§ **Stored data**
# # # # #

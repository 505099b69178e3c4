use bevy_ecs::prelude::*;

use crate::data::messages::MessageLibrary;
use crate::simulation::calendar::{elapsed_days, SimCalendar};
use crate::simulation::cursor::{CursorStep, DayCursor};
use crate::simulation::notifications::NotificationLedger;
use crate::simulation::pairing::pair_count;

/// Taps on the shield needed to flip developer mode.
pub const DEVELOPER_TAPS: u32 = 5;

/// Everything the app persists between runs.
#[derive(Resource, Debug, Clone, PartialEq, Eq)]
pub struct SimulationState {
    pub cursor: DayCursor,
    pub start_timestamp_ms: i64,
    pub developer_mode: bool,
    pub username: String,
    pub notified: NotificationLedger,
    pub shield_taps: u32,
    pub first_launch: bool,
}

impl Default for SimulationState {
    fn default() -> Self {
        Self {
            cursor: DayCursor::start(),
            start_timestamp_ms: 0,
            developer_mode: false,
            username: String::new(),
            notified: NotificationLedger::default(),
            shield_taps: 0,
            first_launch: true,
        }
    }
}

impl SimulationState {
    pub fn is_logged_in(&self) -> bool {
        !self.username.is_empty()
    }

    pub fn calendar(&self) -> SimCalendar {
        SimCalendar::new(self.start_timestamp_ms)
    }

    pub fn advance(&mut self, library: &MessageLibrary) -> CursorStep {
        let pairs = pair_count(library, self.cursor.day);
        self.cursor.advance(pairs)
    }

    /// Back to day 1. Username and developer mode survive; notified flags
    /// and the tap counter do not.
    pub fn reset_simulation(&mut self, now_ms: i64) {
        self.cursor.reset();
        self.start_timestamp_ms = now_ms;
        self.notified.clear();
        self.shield_taps = 0;
    }

    pub fn login(&mut self, username: &str, now_ms: i64) {
        self.developer_mode = false;
        self.reset_simulation(now_ms);
        self.username = username.to_string();
        self.first_launch = true;
    }

    pub fn logout(&mut self, now_ms: i64) {
        self.username.clear();
        self.developer_mode = false;
        self.reset_simulation(now_ms);
        self.first_launch = true;
    }

    /// First screen after login: start the clock and show the opening pair.
    /// Returns the cursor to reveal, or `None` on later launches.
    pub fn open_session(&mut self, now_ms: i64) -> Option<DayCursor> {
        if !self.first_launch {
            return None;
        }
        self.first_launch = false;
        self.start_timestamp_ms = now_ms;
        self.cursor.reset();
        Some(self.cursor)
    }

    /// Outside developer mode the story follows the wall clock and a reached
    /// day is shown whole: the cursor moves to the last pair of the day
    /// reached since the start, never backwards. Returns every pair that
    /// became visible, in order; empty when nothing changed.
    pub fn catch_up(&mut self, library: &MessageLibrary, now_ms: i64) -> Vec<DayCursor> {
        if self.developer_mode {
            return Vec::new();
        }
        let reachable = elapsed_days(self.start_timestamp_ms, now_ms).saturating_add(1);
        if reachable < self.cursor.day {
            return Vec::new();
        }
        let end = DayCursor::end_of_day(reachable, pair_count(library, reachable));
        let first = if reachable == self.cursor.day {
            if self.cursor.index >= end.index {
                return Vec::new();
            }
            self.cursor.index + 1
        } else {
            0
        };
        self.cursor = end;
        (first..=end.index)
            .map(|index| DayCursor::new(reachable, index))
            .collect()
    }

    /// Returns the new developer-mode value when this tap flips it.
    pub fn tap_shield(&mut self) -> Option<bool> {
        self.shield_taps += 1;
        if self.shield_taps < DEVELOPER_TAPS {
            return None;
        }
        self.shield_taps = 0;
        self.developer_mode = !self.developer_mode;
        Some(self.developer_mode)
    }
}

# # # # #

§ **Task to carry out**
Identify all lines in the records above with the word "crate".

§ **Written response**
use crate::data::messages::MessageLibrary;
use crate::simulation::calendar::{elapsed_days, SimCalendar};
use crate::simulation::cursor::{CursorStep, DayCursor};
use crate::simulation::notifications::NotificationLedger;
use crate::simulation::pairing::pair_count;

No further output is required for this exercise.